Шекспировы сонеты, или Игра в игре
С. Степанов
/ Амфора/ СПб/ 2003/ 553
Блистательный, одновременно игровой и серьёзный труд для тех, кто
любит занимательное литературоведение, творчество Шекспира и разделяет
убеждения нестрадфордианцев. Труд, быть может, не столь капитальный, как
"Игра об Уильяме Шекспире" И. Гилилова - "Игра в игре" всё же, в
каком-то смысле на чужом поле, но оттого нисколько не менее талантливый,
захватывающий, головоломный.
Принципиально иные, нежели маршаковские или финкелевские, переводы
шекспировых сонетов петербуржца Сергея Степанова известны уже достаточно
давно. Здесь удручающе малым, тысячным тиражом представлен полный корпус
откомментированных сонетов, причем комментарий зачастую вдвое-втрое
превышает объём стихотворения. Помимо перевода и комментария, занимающих
три четверти солидной книги, автор предлагает небольшие, развивающие
рэтлендианскую (гилиловскую) концепцию, предисловие и заключение. В
качестве приложения впервые в России представлено факсимильное издание
первого (1609 г., каковую дату, оспорив, в конечном итоге С. Степанов
отодвигает вперёд примерно на три десятилетия) издания "Сонетов", в
литературоведении именуемого для краткости Q (от лат. Quarto).

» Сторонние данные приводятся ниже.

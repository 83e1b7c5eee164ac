use std::sync::Arc;

use gsm_circuit::{BreakerConfig, CircuitGate, CircuitState, EndpointKey, Outcome};
use tokio::sync::Barrier;

#[tokio::test(flavor = "multi_thread", worker_threads = 4)]
async fn half_open_grants_exactly_one_probe_under_contention() {
    let gate = CircuitGate::new(BreakerConfig::default());
    let key = EndpointKey::new("salesforce", "query");
    gate.force_state(&key, CircuitState::HalfOpen);

    let barrier = Arc::new(Barrier::new(16));
    let mut handles = Vec::new();
    for _ in 0..16 {
        let gate = gate.clone();
        let key = key.clone();
        let barrier = barrier.clone();
        handles.push(tokio::spawn(async move {
            barrier.wait().await;
            gate.allow(&key).ok()
        }));
    }

    let mut permits = Vec::new();
    for handle in handles {
        if let Some(permit) = handle.await.unwrap() {
            permits.push(permit);
        }
    }
    assert_eq!(permits.len(), 1);
    let probe = permits.pop().unwrap();
    assert!(probe.is_probe());

    gate.record_outcome(probe, Outcome::Success);
    assert_eq!(gate.state(&key), CircuitState::Closed);
}

#[tokio::test(flavor = "multi_thread", worker_threads = 4)]
async fn concurrent_failures_trip_once() {
    let config = BreakerConfig {
        failure_threshold: 8,
        ..Default::default()
    };
    let gate = CircuitGate::new(config);
    let key = EndpointKey::new("zendesk", "create_ticket");

    let mut handles = Vec::new();
    for _ in 0..32 {
        let gate = gate.clone();
        let key = key.clone();
        handles.push(tokio::spawn(async move {
            if let Ok(permit) = gate.allow(&key) {
                gate.record_outcome(permit, Outcome::TransientFailure);
            }
        }));
    }
    for handle in handles {
        handle.await.unwrap();
    }

    let health = gate.health(&key).unwrap();
    assert_eq!(health.state, CircuitState::Open);
    assert_eq!(health.trips, 1);
}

Это самое Q существеннейшим образом отличается от всех прочих
изданий лирики Шекспира, каковые, по слову автора, есть не что иное как
"филологическое блюдо с ненатуральными добавками", то есть отсебятина
шекспироведов-стратфордианцев, выдающих свои измышления за шекспировский
текст. Собственно говоря, стихи, которые переводит Степанов, - именно из
этого, а не академического Шекспира. И именно в этой неряшливо
отпечатанной, пестрящий опечатками, ошибками и прочими странностями и
недостатками книжке, от всего тиража (кстати, какого именно - одна из
важнейших загадок) которой сохранилось лишь 13 экземпляров (причем среди
них нет и двух идентичных), согласно убедительным (для меня)
доказательствам автора, собственно говоря, и зарыт "Желающий Потрясать
Копьём".
Итак, по И. Гилилову (о чём во вводной части кратко, но и
исчерпывающе рассказывает С. Степанов), Уильям Шекспир - это Роджер
Мэннерс, граф Рэтленд, его жена (дочь знаменитого английского поэта
Филипа Сидни) Елизавета, а также, скорее всего, её тётка Мэри Сидни,
графиня Пембрук, и, возможно, ещё с десяток литераторов и аристократов,
посвящённых в тайну величайшей в истории литературной мистификации.
Последние, однако, скорее всего именно посвящённые. Авторов как таковых
двое - муж и жена, Голубь и Феникс, жившие недолго и в "странном" браке,
то ли изначально платоническом, то ли сделавшемся таковым вследствие
тяжёлой болезни мужа. Подробнее здесь говорить незачем, книгу И.
Гилилова легко можно найти в обычных и сетевых библиотеках, например, по
адресу: www.lib.ru - в своё время я сам её электронную версию М. Мошкову
и посылал.
В игру И. Гилилова С. Степанов вводит свою - коронную - фишку,
объясняющую, с одной стороны, странности брака двух поэтов, с другой -
позволяющую "правильно" прочесть, то есть понять вечно загадочные
сонеты. По мнению автора, если не все, то многие тайны феномена "Уильям
Шекспир" объясняются названием болезни Рэтленда (или, что скорее всего,
- обоих Рэтлендов) - сифилис, в те поры болезнь не только постыдная, но
и, что гораздо существеннее, неизлечимая.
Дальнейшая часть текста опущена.